Rodeado por uma equipa ministerial de pesos-pluma, quase não tem em quem confiar. Mas também não é capaz de cortar a direito e remodelar um governo que não está à altura das circunstâncias — faz retoques na pintura promovendo gente dos gabinetes sem experiência de vida. Tudo em circuito fechado.

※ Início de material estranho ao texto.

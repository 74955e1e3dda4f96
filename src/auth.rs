//! PDU 인증 (MAC)
//!
//! 모든 PDU 끝에 헤더+페이로드에 대한 MAC 태그를 붙인다.
//! 기본 구현은 BLAKE3 keyed hash (32바이트 태그).

use rand::RngCore;

use crate::AUTH_TAG_SIZE;

/// MAC 키 길이 (바이트)
pub const MAC_KEY_SIZE: usize = 32;

/// 인증 태그
pub type AuthTag = [u8; AUTH_TAG_SIZE];

/// 서명/검증 기능
///
/// 송신측은 `sign`, 수신측은 `verify`만 사용한다.
pub trait Authenticator: Send + Sync {
    /// 바이트열에 대한 태그 생성
    fn sign(&self, bytes: &[u8]) -> AuthTag;

    /// 태그 검증
    fn verify(&self, bytes: &[u8], tag: &[u8]) -> bool;
}

/// 세션 MAC 키
#[derive(Clone, PartialEq, Eq)]
pub struct MacKey([u8; MAC_KEY_SIZE]);

impl MacKey {
    /// 무작위 키 생성 (송신측 세션 시작 시)
    pub fn generate() -> Self {
        let mut key = [0u8; MAC_KEY_SIZE];
        rand::thread_rng().fill_bytes(&mut key);
        Self(key)
    }

    pub fn from_bytes(bytes: [u8; MAC_KEY_SIZE]) -> Self {
        Self(bytes)
    }

    pub fn as_bytes(&self) -> &[u8; MAC_KEY_SIZE] {
        &self.0
    }
}

impl std::fmt::Debug for MacKey {
    fn fmt(&self, f: &mut std::fmt::Formatter<'_>) -> std::fmt::Result {
        f.write_str("MacKey(..)")
    }
}

/// BLAKE3 keyed hash 기반 인증기
pub struct Blake3Authenticator {
    key: MacKey,
}

impl Blake3Authenticator {
    pub fn new(key: MacKey) -> Self {
        Self { key }
    }
}

impl Authenticator for Blake3Authenticator {
    fn sign(&self, bytes: &[u8]) -> AuthTag {
        *blake3::keyed_hash(self.key.as_bytes(), bytes).as_bytes()
    }

    fn verify(&self, bytes: &[u8], tag: &[u8]) -> bool {
        let Ok(tag) = <[u8; AUTH_TAG_SIZE]>::try_from(tag) else {
            return false;
        };
        // blake3::Hash의 비교는 상수 시간
        blake3::keyed_hash(self.key.as_bytes(), bytes) == blake3::Hash::from(tag)
    }
}

/// 인증 없음 (시험/벤치마크용). 태그는 항상 0
#[derive(Debug, Default, Clone, Copy)]
pub struct NullAuthenticator;

impl Authenticator for NullAuthenticator {
    fn sign(&self, _bytes: &[u8]) -> AuthTag {
        [0u8; AUTH_TAG_SIZE]
    }

    fn verify(&self, _bytes: &[u8], tag: &[u8]) -> bool {
        tag.len() == AUTH_TAG_SIZE && tag.iter().all(|b| *b == 0)
    }
}

#[cfg(test)]
mod tests {
    use super::*;

    #[test]
    fn test_sign_verify() {
        let auth = Blake3Authenticator::new(MacKey::generate());
        let tag = auth.sign(b"product 7");
        assert!(auth.verify(b"product 7", &tag));
        assert!(!auth.verify(b"product 8", &tag));
        assert!(!auth.verify(b"product 7", &tag[..16]));
    }

    #[test]
    fn test_different_keys_disagree() {
        let a = Blake3Authenticator::new(MacKey::from_bytes([1u8; MAC_KEY_SIZE]));
        let b = Blake3Authenticator::new(MacKey::from_bytes([2u8; MAC_KEY_SIZE]));
        let tag = a.sign(b"data");
        assert!(!b.verify(b"data", &tag));
    }

    #[test]
    fn test_null_authenticator() {
        let auth = NullAuthenticator;
        let tag = auth.sign(b"anything");
        assert!(auth.verify(b"else", &tag));
        assert!(!auth.verify(b"else", &[1u8; AUTH_TAG_SIZE]));
    }
}
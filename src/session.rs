//! 세션 상태 머신과 외부 협력자 인터페이스
//!
//! 상태: `Joining → Active → Draining → Closed`
//!
//! 상태 변화와 제품 완료/손실은 `SessionEvent`로 채널에 흘려보낸다.
//! 완성된 제품 바이트는 `ProductQueue`로 넘긴다.

use std::fmt;
use std::sync::Arc;
use std::time::Duration;

use bytes::Bytes;
use parking_lot::Mutex;
use tokio::sync::{mpsc, watch};
use tracing::{debug, info};

use crate::pdu::{BopInfo, ProductId};
use crate::{Error, Result};

/// 세션 상태
#[derive(Debug, Clone, Copy, PartialEq, Eq)]
pub enum SessionState {
    /// 그룹 가입/재전송 채널 연결 중
    Joining,
    /// 정상 송수신
    Active,
    /// 종료 처리 중
    Draining,
    /// 종료됨. 이후 IO 없음
    Closed,
}

impl SessionState {
    /// 허용되는 전이인지
    pub fn can_transition_to(self, next: SessionState) -> bool {
        use SessionState::*;
        matches!(
            (self, next),
            (Joining, Active) | (Joining, Draining) | (Joining, Closed) | (Active, Draining) | (Draining, Closed)
        )
    }
}

impl fmt::Display for SessionState {
    fn fmt(&self, f: &mut fmt::Formatter<'_>) -> fmt::Result {
        let name = match self {
            SessionState::Joining => "Joining",
            SessionState::Active => "Active",
            SessionState::Draining => "Draining",
            SessionState::Closed => "Closed",
        };
        f.write_str(name)
    }
}

/// 제품 손실 사유
#[derive(Debug, Clone, Copy, PartialEq, Eq)]
pub enum LossReason {
    /// 재전송 시도 소진
    RetransmissionExhausted,
    /// 송신측이 재전송 거부 (보관 기간 만료)
    Rejected,
    /// 추적 용량 초과로 축출
    Evicted,
    /// 제품 타임아웃
    Timeout,
    /// 세션 종료 시 미완성
    SessionClosed,
    /// 잘못된 BOP (크기 초과 등)
    Invalid,
    /// 제품 큐 저장 실패
    Storage,
}

impl fmt::Display for LossReason {
    fn fmt(&self, f: &mut fmt::Formatter<'_>) -> fmt::Result {
        let reason = match self {
            LossReason::RetransmissionExhausted => "재전송 시도 소진",
            LossReason::Rejected => "재전송 거부",
            LossReason::Evicted => "용량 초과 축출",
            LossReason::Timeout => "타임아웃",
            LossReason::SessionClosed => "세션 종료",
            LossReason::Invalid => "잘못된 제품",
            LossReason::Storage => "저장 실패",
        };
        f.write_str(reason)
    }
}

/// 세션 이벤트
#[derive(Debug, Clone)]
pub enum SessionEvent {
    ProductComplete {
        product_id: ProductId,
        size: usize,
        metadata: Bytes,
        elapsed: Duration,
    },
    ProductLost {
        product_id: ProductId,
        reason: LossReason,
    },
    StateChanged {
        from: SessionState,
        to: SessionState,
    },
    Closed,
}

/// 완성된 제품을 받는 저장소
pub trait ProductQueue: Send + Sync {
    /// 완성된 제품 저장
    fn insert(&self, product_id: ProductId, info: Option<&BopInfo>, bytes: Bytes) -> Result<()>;

    /// 제품 손실 통지
    fn signal_missed(&self, product_id: ProductId);
}

/// 메모리 제품 큐 (시험/단순 수신기용)
#[derive(Default)]
pub struct MemoryQueue {
    products: Mutex<Vec<(ProductId, Bytes)>>,
    missed: Mutex<Vec<ProductId>>,
}

impl MemoryQueue {
    pub fn new() -> Self {
        Self::default()
    }

    pub fn products(&self) -> Vec<(ProductId, Bytes)> {
        self.products.lock().clone()
    }

    pub fn missed(&self) -> Vec<ProductId> {
        self.missed.lock().clone()
    }
}

impl ProductQueue for MemoryQueue {
    fn insert(&self, product_id: ProductId, _info: Option<&BopInfo>, bytes: Bytes) -> Result<()> {
        self.products.lock().push((product_id, bytes));
        Ok(())
    }

    fn signal_missed(&self, product_id: ProductId) {
        self.missed.lock().push(product_id);
    }
}

/// 상태 머신 + 이벤트 송신
pub struct StateMachine {
    name: &'static str,
    state: Mutex<SessionState>,
    events: mpsc::UnboundedSender<SessionEvent>,
}

impl StateMachine {
    pub fn new(name: &'static str) -> (Self, mpsc::UnboundedReceiver<SessionEvent>) {
        let (events, rx) = mpsc::unbounded_channel();
        (
            Self {
                name,
                state: Mutex::new(SessionState::Joining),
                events,
            },
            rx,
        )
    }

    pub fn state(&self) -> SessionState {
        *self.state.lock()
    }

    /// 상태 전이
    ///
    /// 같은 상태로의 전이는 무시. 허용되지 않은 전이는 `Error::InvalidState`.
    pub fn transition(&self, to: SessionState) -> Result<()> {
        let from = {
            let mut state = self.state.lock();
            let from = *state;
            if from == to {
                return Ok(());
            }
            if !from.can_transition_to(to) {
                return Err(Error::InvalidState {
                    from: from.to_string(),
                    to: to.to_string(),
                });
            }
            *state = to;
            from
        };

        info!("{} 세션 상태: {} -> {}", self.name, from, to);
        self.emit(SessionEvent::StateChanged { from, to });
        if to == SessionState::Closed {
            self.emit(SessionEvent::Closed);
        }
        Ok(())
    }

    /// 이벤트 송신. 받는 쪽이 없으면 버린다
    pub fn emit(&self, event: SessionEvent) {
        if self.events.send(event).is_err() {
            debug!("{} 세션 이벤트 수신자 없음", self.name);
        }
    }
}

/// 종료 신호
///
/// 한 번 켜지면 꺼지지 않는다.
#[derive(Clone)]
pub struct ShutdownSignal {
    tx: Arc<watch::Sender<bool>>,
}

impl ShutdownSignal {
    pub fn new() -> Self {
        let (tx, _rx) = watch::channel(false);
        Self { tx: Arc::new(tx) }
    }

    pub fn trigger(&self) {
        self.tx.send_replace(true);
    }

    pub fn is_triggered(&self) -> bool {
        *self.tx.borrow()
    }

    pub fn subscribe(&self) -> watch::Receiver<bool> {
        self.tx.subscribe()
    }
}

impl Default for ShutdownSignal {
    fn default() -> Self {
        Self::new()
    }
}

/// 종료 신호(true)가 올 때까지 대기. 신호 송신측이 사라져도 종료로 본다
pub async fn wait_for_shutdown(shutdown: &mut watch::Receiver<bool>) {
    loop {
        if *shutdown.borrow_and_update() {
            return;
        }
        if shutdown.changed().await.is_err() {
            return;
        }
    }
}

#[cfg(test)]
mod tests {
    use super::*;

    #[test]
    fn test_lifecycle_transitions() {
        let (machine, mut rx) = StateMachine::new("test");
        assert_eq!(machine.state(), SessionState::Joining);

        machine.transition(SessionState::Active).unwrap();
        machine.transition(SessionState::Draining).unwrap();
        machine.transition(SessionState::Closed).unwrap();

        let mut changes = Vec::new();
        let mut closed = 0;
        while let Ok(event) = rx.try_recv() {
            match event {
                SessionEvent::StateChanged { from, to } => changes.push((from, to)),
                SessionEvent::Closed => closed += 1,
                other => panic!("unexpected event {:?}", other),
            }
        }
        assert_eq!(
            changes,
            vec![
                (SessionState::Joining, SessionState::Active),
                (SessionState::Active, SessionState::Draining),
                (SessionState::Draining, SessionState::Closed),
            ]
        );
        assert_eq!(closed, 1);
    }

    #[test]
    fn test_invalid_transition_rejected() {
        let (machine, _rx) = StateMachine::new("test");
        machine.transition(SessionState::Active).unwrap();
        assert!(matches!(
            machine.transition(SessionState::Joining),
            Err(Error::InvalidState { .. })
        ));
        assert!(matches!(
            machine.transition(SessionState::Closed),
            Err(Error::InvalidState { .. })
        ));
        // 같은 상태는 무시
        machine.transition(SessionState::Active).unwrap();
        assert_eq!(machine.state(), SessionState::Active);
    }

    #[test]
    fn test_closed_is_terminal() {
        for next in [
            SessionState::Joining,
            SessionState::Active,
            SessionState::Draining,
        ] {
            assert!(!SessionState::Closed.can_transition_to(next));
        }
    }

    #[test]
    fn test_shutdown_signal_sticks() {
        let signal = ShutdownSignal::new();
        let rx = signal.subscribe();
        assert!(!signal.is_triggered());
        signal.trigger();
        signal.trigger();
        assert!(signal.is_triggered());
        assert!(*rx.borrow());
    }

    #[test]
    fn test_memory_queue() {
        let queue = MemoryQueue::new();
        queue
            .insert(ProductId(1), None, Bytes::from_static(b"abc"))
            .unwrap();
        queue.signal_missed(ProductId(2));
        assert_eq!(queue.products(), vec![(ProductId(1), Bytes::from_static(b"abc"))]);
        assert_eq!(queue.missed(), vec![ProductId(2)]);
    }
}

Como é possível manter ainda em funções o ministro da Educação depois de dizer que ele não disse o que ele tinha dito, e o próprio se ter vindo desdizer? Como é possível segurar a ministra da Solidariedade Social depois da hecatombe que tem acontecido nos lares e depois de tudo o que continua a não funcionar nos apoios sociais? Será que ainda não reparou que o pronto-socorro do ministro da Economia não chega para tudo? E que dizer da ministra da Justiça, irremediavelmente comprometida depois do caso do procurador europeu, mas que é apenas mais um caso a manchar um mandato onde a única preocupação parece ser assegurar que, da área da Justiça, não virão mais surpresas desagradáveis para os socialistas e os poderosos?
Isto sem esquecer, claro, o velho companheiro Eduardo Cabrita, amigo fiel de muitos anos, agora na Administração Interna e que pode ser um bom cão-de-fila para umas arengas parlamentares, mas que desde o caso Ihor Homeniuk perdeu autoridade para o que quer que seja. Sobra-lhe no tom da voz o que lhe falta da substância da razão, e isso é poucochinho.

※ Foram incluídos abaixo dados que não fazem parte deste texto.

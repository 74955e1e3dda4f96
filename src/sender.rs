//! 송신 세션
//!
//! - 제품을 BOP / 데이터 블록 / EOP로 나눠 멀티캐스트
//! - 토큰 버킷 pacing
//! - 보관 기간 동안 제품을 유지하며 재전송 채널 요청에 응답

use std::net::{Ipv4Addr, SocketAddr};
use std::sync::atomic::{AtomicU32, Ordering};
use std::sync::Arc;
use std::time::{Duration, Instant};

use bytes::Bytes;
use dashmap::DashMap;
use tokio::sync::{mpsc, watch};
use tokio::task::{JoinHandle, JoinSet};
use tracing::{debug, error, info, warn};

use crate::auth::{Blake3Authenticator, MacKey};
use crate::channel::{MulticastChannel, UnicastChannel, UnicastListener, UnicastWriter};
use crate::crypto::EphemeralKeyPair;
use crate::error::ErrorClass;
use crate::message::{read_handshake, write_handshake, HandshakeMessage};
use crate::pdu::{BopInfo, Pdu, PduCodec, ProductId, SegmentKind};
use crate::session::{wait_for_shutdown, SessionEvent, SessionState, ShutdownSignal, StateMachine};
use crate::shaper::RateShaper;
use crate::stats::{SessionStats, StatsSnapshot};
use crate::{Config, Error, Result, PROTOCOL_VERSION};

/// 재전송용으로 보관 중인 제품
#[derive(Debug, Clone)]
struct RetainedProduct {
    info: BopInfo,
    data: Bytes,
    sent_at: Instant,
}

/// 송신 세션 공유 상태
struct SenderShared {
    config: Config,
    mac_key: MacKey,
    codec: Arc<PduCodec>,
    retained: DashMap<ProductId, RetainedProduct>,
    machine: StateMachine,
    stats: SessionStats,
    shutdown: ShutdownSignal,
}

impl SenderShared {
    /// 보관 기간이 지난 제품 제거
    fn sweep_retained(&self, now: Instant) -> usize {
        let retention = self.config.retention();
        let before = self.retained.len();
        self.retained
            .retain(|_, p| now.saturating_duration_since(p.sent_at) < retention);
        let removed = before.saturating_sub(self.retained.len());
        if removed > 0 {
            debug!("보관 기간 만료 제품 {}개 제거", removed);
        }
        removed
    }

    /// 재전송 요청 응답 PDU 목록
    ///
    /// 보관하지 않는 제품이면 RetransReject 하나.
    fn retransmission_for(&self, product_id: ProductId, offset: u32, length: u32) -> Vec<Pdu> {
        // DashMap 참조를 await 너머로 들고 가지 않도록 복사
        let Some(data) = self.retained.get(&product_id).map(|p| p.data.clone()) else {
            return vec![Pdu::retx_reject(product_id)];
        };

        let block = self.config.block_size;
        let size = data.len();
        let end = (offset as usize).saturating_add(length as usize).min(size);
        let mut start = (offset as usize / block) * block;

        let mut pdus = Vec::new();
        while start < end {
            let block_end = (start + block).min(size);
            pdus.push(Pdu::retx_data(
                product_id,
                start as u32,
                data.slice(start..block_end),
            ));
            start = block_end;
        }
        pdus
    }

    fn bop_for(&self, product_id: ProductId) -> Result<Pdu> {
        match self.retained.get(&product_id).map(|p| p.info.clone()) {
            Some(info) => Pdu::bop(product_id, &info),
            None => Ok(Pdu::retx_reject(product_id)),
        }
    }
}

/// 송신 세션
pub struct SenderSession {
    shared: Arc<SenderShared>,
    multicast: MulticastChannel,
    shaper: RateShaper,
    unicast_addr: SocketAddr,
    next_id: AtomicU32,
    send_lock: tokio::sync::Mutex<()>,
    supervisor: tokio::sync::Mutex<Option<JoinHandle<()>>>,
}

impl SenderSession {
    /// 멀티캐스트 송신 소켓과 재전송 채널 리스너를 열고 시작
    pub async fn start(
        config: Config,
        group: SocketAddr,
        interface: Ipv4Addr,
        unicast_bind: SocketAddr,
    ) -> Result<(Self, mpsc::UnboundedReceiver<SessionEvent>)> {
        config.validate()?;
        let (machine, events) = StateMachine::new("송신");

        let opened = tokio::try_join!(
            MulticastChannel::open_sender(group, interface, &config),
            UnicastListener::bind(unicast_bind),
        );
        let (multicast, listener) = match opened {
            Ok(opened) => opened,
            Err(e) => {
                error!("송신 세션 설정 실패: {}", e);
                let _ = machine.transition(SessionState::Closed);
                return Err(e);
            }
        };
        let unicast_addr = listener.local_addr()?;
        info!(
            "FMTP 송신 세션 시작: group={}, 재전송 채널={}",
            group, unicast_addr
        );

        let mac_key = MacKey::generate();
        let codec = Arc::new(PduCodec::new(Arc::new(Blake3Authenticator::new(
            mac_key.clone(),
        ))));
        let shutdown = ShutdownSignal::new();
        let shaper = RateShaper::new(config.rate_bps, config.burst_bits, shutdown.subscribe());

        let shared = Arc::new(SenderShared {
            config,
            mac_key,
            codec,
            retained: DashMap::new(),
            machine,
            stats: SessionStats::new(),
            shutdown: shutdown.clone(),
        });
        shared.machine.transition(SessionState::Active)?;

        let workers = vec![
            tokio::spawn(accept_loop(shared.clone(), listener, shutdown.subscribe())),
            tokio::spawn(sweep_loop(shared.clone(), shutdown.subscribe())),
        ];

        let supervisor = {
            let shared = shared.clone();
            let mut shutdown_rx = shutdown.subscribe();
            tokio::spawn(async move {
                wait_for_shutdown(&mut shutdown_rx).await;
                if let Err(e) = shared.machine.transition(SessionState::Draining) {
                    warn!("{}", e);
                }
                for worker in workers {
                    if let Err(e) = worker.await {
                        error!("송신 태스크 비정상 종료: {}", e);
                    }
                }
                shared.retained.clear();
                if let Err(e) = shared.machine.transition(SessionState::Closed) {
                    warn!("{}", e);
                }
                info!("{}", shared.stats.snapshot().summary());
            })
        };

        Ok((
            Self {
                shared,
                multicast,
                shaper,
                unicast_addr,
                next_id: AtomicU32::new(0),
                send_lock: tokio::sync::Mutex::new(()),
                supervisor: tokio::sync::Mutex::new(Some(supervisor)),
            },
            events,
        ))
    }

    /// 재전송 채널 주소 (수신자가 연결할 곳)
    pub fn unicast_addr(&self) -> SocketAddr {
        self.unicast_addr
    }

    pub fn group(&self) -> SocketAddr {
        self.multicast.group()
    }

    pub fn state(&self) -> SessionState {
        self.shared.machine.state()
    }

    pub fn stats(&self) -> StatsSnapshot {
        self.shared.stats.snapshot()
    }

    /// 재전송용으로 보관 중인 제품 수
    pub fn retained_count(&self) -> usize {
        self.shared.retained.len()
    }

    /// 송신 속도 변경
    pub async fn configure_rate(&self, rate_bps: u64, burst_bits: u64) {
        self.shaper.configure(rate_bps, burst_bits).await;
        info!("송신 속도 변경: {} bit/s, 버스트 {} bit", rate_bps, burst_bits);
    }

    /// 제품 하나 멀티캐스트
    ///
    /// 제품은 호출 순서대로 하나씩 나간다. 종료 중이면 `Error::Shutdown`.
    pub async fn send_product(&self, data: Bytes, metadata: Bytes) -> Result<ProductId> {
        if self.state() != SessionState::Active {
            return Err(Error::Shutdown);
        }
        let max = self.shared.config.max_product_size.min(u32::MAX as u64);
        if data.len() as u64 > max {
            return Err(Error::ProductTooLarge {
                size: data.len() as u64,
                max,
            });
        }

        let _guard = self.send_lock.lock().await;
        let product_id = ProductId(self.next_id.fetch_add(1, Ordering::SeqCst));
        let info = BopInfo::new(data.len() as u32, metadata);
        let bop = Pdu::bop(product_id, &info)?;

        self.shared.retained.insert(
            product_id,
            RetainedProduct {
                info,
                data: data.clone(),
                sent_at: Instant::now(),
            },
        );

        let started = Instant::now();
        self.send_paced(&bop).await?;
        let block = self.shared.config.block_size;
        let mut offset = 0;
        while offset < data.len() {
            let end = (offset + block).min(data.len());
            self.send_paced(&Pdu::data(product_id, offset as u32, data.slice(offset..end)))
                .await?;
            offset = end;
        }
        self.send_paced(&Pdu::eop(product_id)).await?;

        self.shared.stats.record_product_sent();
        info!(
            "제품 {} 송신: {} bytes, {:.2}ms",
            product_id,
            data.len(),
            started.elapsed().as_secs_f64() * 1000.0
        );
        Ok(product_id)
    }

    async fn send_paced(&self, pdu: &Pdu) -> Result<()> {
        let frame = self.shared.codec.encode(pdu)?;
        self.shaper.acquire(frame.len() as u64 * 8).await?;
        match self.multicast.send(&frame).await {
            Ok(()) => {
                self.shared.stats.record_sent(frame.len());
                Ok(())
            }
            // 수신측 재전송 요청으로 복구된다
            Err(e) if e.class() == ErrorClass::Transient => {
                debug!("멀티캐스트 송신 일시 실패 {}: {}", pdu.product_id, e);
                Ok(())
            }
            Err(e) => Err(e),
        }
    }

    /// 종료 요청 후 `Closed`까지 대기
    pub async fn shutdown(&self) {
        self.shared.shutdown.trigger();
        self.wait_closed().await;
    }

    pub async fn wait_closed(&self) {
        let handle = self.supervisor.lock().await.take();
        if let Some(handle) = handle {
            if let Err(e) = handle.await {
                error!("송신 세션 종료 처리 실패: {}", e);
            }
        }
    }
}

async fn accept_loop(
    shared: Arc<SenderShared>,
    listener: UnicastListener,
    mut shutdown: watch::Receiver<bool>,
) {
    let mut responders = JoinSet::new();
    loop {
        tokio::select! {
            _ = wait_for_shutdown(&mut shutdown) => break,
            accepted = listener.accept() => match accepted {
                Ok(channel) => {
                    info!("수신자 연결: {}", channel.peer_addr());
                    responders.spawn(serve_receiver(shared.clone(), channel, shutdown.clone()));
                }
                Err(e) => warn!("재전송 채널 accept 실패: {}", e),
            },
            Some(done) = responders.join_next(), if !responders.is_empty() => {
                if let Err(e) = done {
                    error!("재전송 응답 태스크 비정상 종료: {}", e);
                }
            }
        }
    }
    responders.shutdown().await;
    debug!("재전송 채널 accept 루프 종료");
}

/// 송신측 핸드쉐이크: Hello 수신 후 봉인된 MAC 키를 담은 Welcome 송신
async fn handshake(shared: &SenderShared, channel: &mut UnicastChannel) -> Result<()> {
    let stream = channel.stream_mut();
    let (protocol_version, peer_key) = match read_handshake(stream).await? {
        HandshakeMessage::Hello {
            protocol_version,
            public_key,
        } => (protocol_version, public_key),
        other => {
            return Err(Error::Handshake(format!(
                "예상하지 못한 메시지: {:?}",
                other
            )))
        }
    };

    if protocol_version != PROTOCOL_VERSION {
        let reason = format!(
            "프로토콜 버전 불일치: {} != {}",
            protocol_version, PROTOCOL_VERSION
        );
        write_handshake(
            stream,
            &HandshakeMessage::Refused {
                reason: reason.clone(),
            },
        )
        .await?;
        return Err(Error::Handshake(reason));
    }

    let keypair = EphemeralKeyPair::generate();
    let public_key = keypair.public_key_bytes();
    let sealed = keypair.establish(&peer_key).seal(&shared.mac_key)?;
    let welcome = HandshakeMessage::welcome(public_key, sealed, shared.config.block_size as u16);
    write_handshake(stream, &welcome).await
}

async fn serve_receiver(
    shared: Arc<SenderShared>,
    mut channel: UnicastChannel,
    mut shutdown: watch::Receiver<bool>,
) {
    let peer = channel.peer_addr();
    let limit = shared.config.handshake_timeout();
    match tokio::time::timeout(limit, handshake(&shared, &mut channel)).await {
        Ok(Ok(())) => debug!("핸드쉐이크 완료: {}", peer),
        Ok(Err(e)) => {
            warn!("핸드쉐이크 실패 {}: {}", peer, e);
            return;
        }
        Err(_) => {
            warn!("핸드쉐이크 시간 초과: {}", peer);
            return;
        }
    }

    let (mut reader, mut writer) = channel.into_split(shared.codec.clone());
    loop {
        let pdu = tokio::select! {
            _ = wait_for_shutdown(&mut shutdown) => break,
            result = reader.recv_pdu() => match result {
                Ok(pdu) => pdu,
                Err(Error::ConnectionClosed) => {
                    info!("수신자 연결 종료: {}", peer);
                    break;
                }
                Err(e) if e.class() == ErrorClass::Protocol => {
                    shared.stats.record_malformed();
                    warn!("{} 요청 폐기: {}", peer, e);
                    continue;
                }
                Err(e) => {
                    warn!("{} 재전송 채널 에러: {}", peer, e);
                    break;
                }
            },
        };
        shared.stats.record_received(PduCodec::frame_len(pdu.payload.len()));

        if let Err(e) = respond(&shared, &mut writer, pdu).await {
            warn!("{} 응답 실패: {}", peer, e);
            break;
        }
    }

    if let Err(e) = writer.shutdown().await {
        debug!("재전송 채널 닫기 실패 {}: {}", peer, e);
    }
}

async fn respond(shared: &SenderShared, writer: &mut UnicastWriter, pdu: Pdu) -> Result<()> {
    let product_id = pdu.product_id;
    let replies = match pdu.kind {
        SegmentKind::RetransRequest => {
            shared.stats.record_retx_request();
            let length = match pdu.requested_length() {
                Ok(length) => length,
                Err(e) => {
                    shared.stats.record_malformed();
                    warn!("재전송 요청 형식 오류 {}: {}", product_id, e);
                    return Ok(());
                }
            };
            debug!(
                "재전송 요청 {}: offset={}, length={}",
                product_id, pdu.byte_offset, length
            );
            shared.retransmission_for(product_id, pdu.byte_offset, length)
        }
        SegmentKind::BopRequest => {
            shared.stats.record_bop_request();
            vec![shared.bop_for(product_id)?]
        }
        SegmentKind::RetransEnd => {
            shared.stats.record_retx_end();
            debug!("재전송 종료 {}", product_id);
            return Ok(());
        }
        other => {
            debug!("송신측에서 무시하는 세그먼트: {:?} {}", other, product_id);
            return Ok(());
        }
    };

    for reply in replies {
        match reply.kind {
            SegmentKind::RetransReject => {
                shared.stats.record_retx_reject();
                debug!("재전송 거부 {}: 보관하지 않는 제품", product_id);
            }
            SegmentKind::RetransData => shared.stats.record_retx_data(),
            _ => {}
        }
        writer.send_pdu(&reply).await?;
        shared.stats.record_sent(PduCodec::frame_len(reply.payload.len()));
    }
    Ok(())
}

async fn sweep_loop(shared: Arc<SenderShared>, mut shutdown: watch::Receiver<bool>) {
    let period = (shared.config.retention() / 4).max(Duration::from_millis(10));
    let mut ticker = tokio::time::interval(period);
    loop {
        tokio::select! {
            _ = wait_for_shutdown(&mut shutdown) => break,
            _ = ticker.tick() => {
                shared.sweep_retained(Instant::now());
            }
        }
    }
}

Imagino que olhando de Belém para este cataclismo Marcelo comece a estar assustado. A verdade é que se comprometeu demasiado com o Governo, assumiu-se como parte nas decisões sobre a gestão da pandemia, imaginamos que terá evitado alguns erros, vimos como tento apagar alguns fogos, testemunhámos como foi parceiro em boa parte dos equívocos, dos erros de cálculo e na mistificação pública. Gostei por isso de vê-lo “muito irritado” quando não conseguiu que a DGS lhe desse uma instrução por escrito sobre o que devia fazer quando testou positivo e logo a seguir negativo – finalmente descia ao mundo do comum dos mortais que têm de viver no meio da confusão que é lidar com as informações contraditórias que se recebem dos serviços de saúde.
Só que Marcelo tem de decidir-se. A pandemia é a catástrofe que ninguém previu, mas a degradação das instituições e dos costumes já vinha de trás e o Presidente fora cúmplice nesse processo degenerativo, uma cedência aqui, um cálculo de oportunidade acolá, mas cúmplice sem margem para dúvidas.
Agora, forte com os 60% da sua reeleição, tem força para correr riscos políticos, tem força para tentar despertar os portugueses, tem força para em vez de perseguir ainda mais selfies, colocar o dedo nas feridas e abalar consciências. É o mínimo.
É que convém não ter ilusões. Talvez o número de infectados e de mortes comece a diminuir mais depressa do que preveem os modeladores, que de resto se enganam sempre, mas quando isso acontecer o que ficará para trás é um campo de ruínas. Na saúde e na economia. E quem continuará em São Bento é esta equipa de zombies arrogantes e claramente incompetentes que até é capaz de vir reclamar os louros por ter “vencido a pandemia”. Isto enquanto, com a mesma sofreguidão com que se lançou às vacinas, a turba multa prepara as garras para agarrar a bazuca.
Porque escrevo isto? Porque pelo que temos visto o crime compensa. Tem compensado, está à vista de todos, descaradamente.
Prof. Marcelo: por uma vez na vida, vai fazer alguma coisa para que deixe de compensar?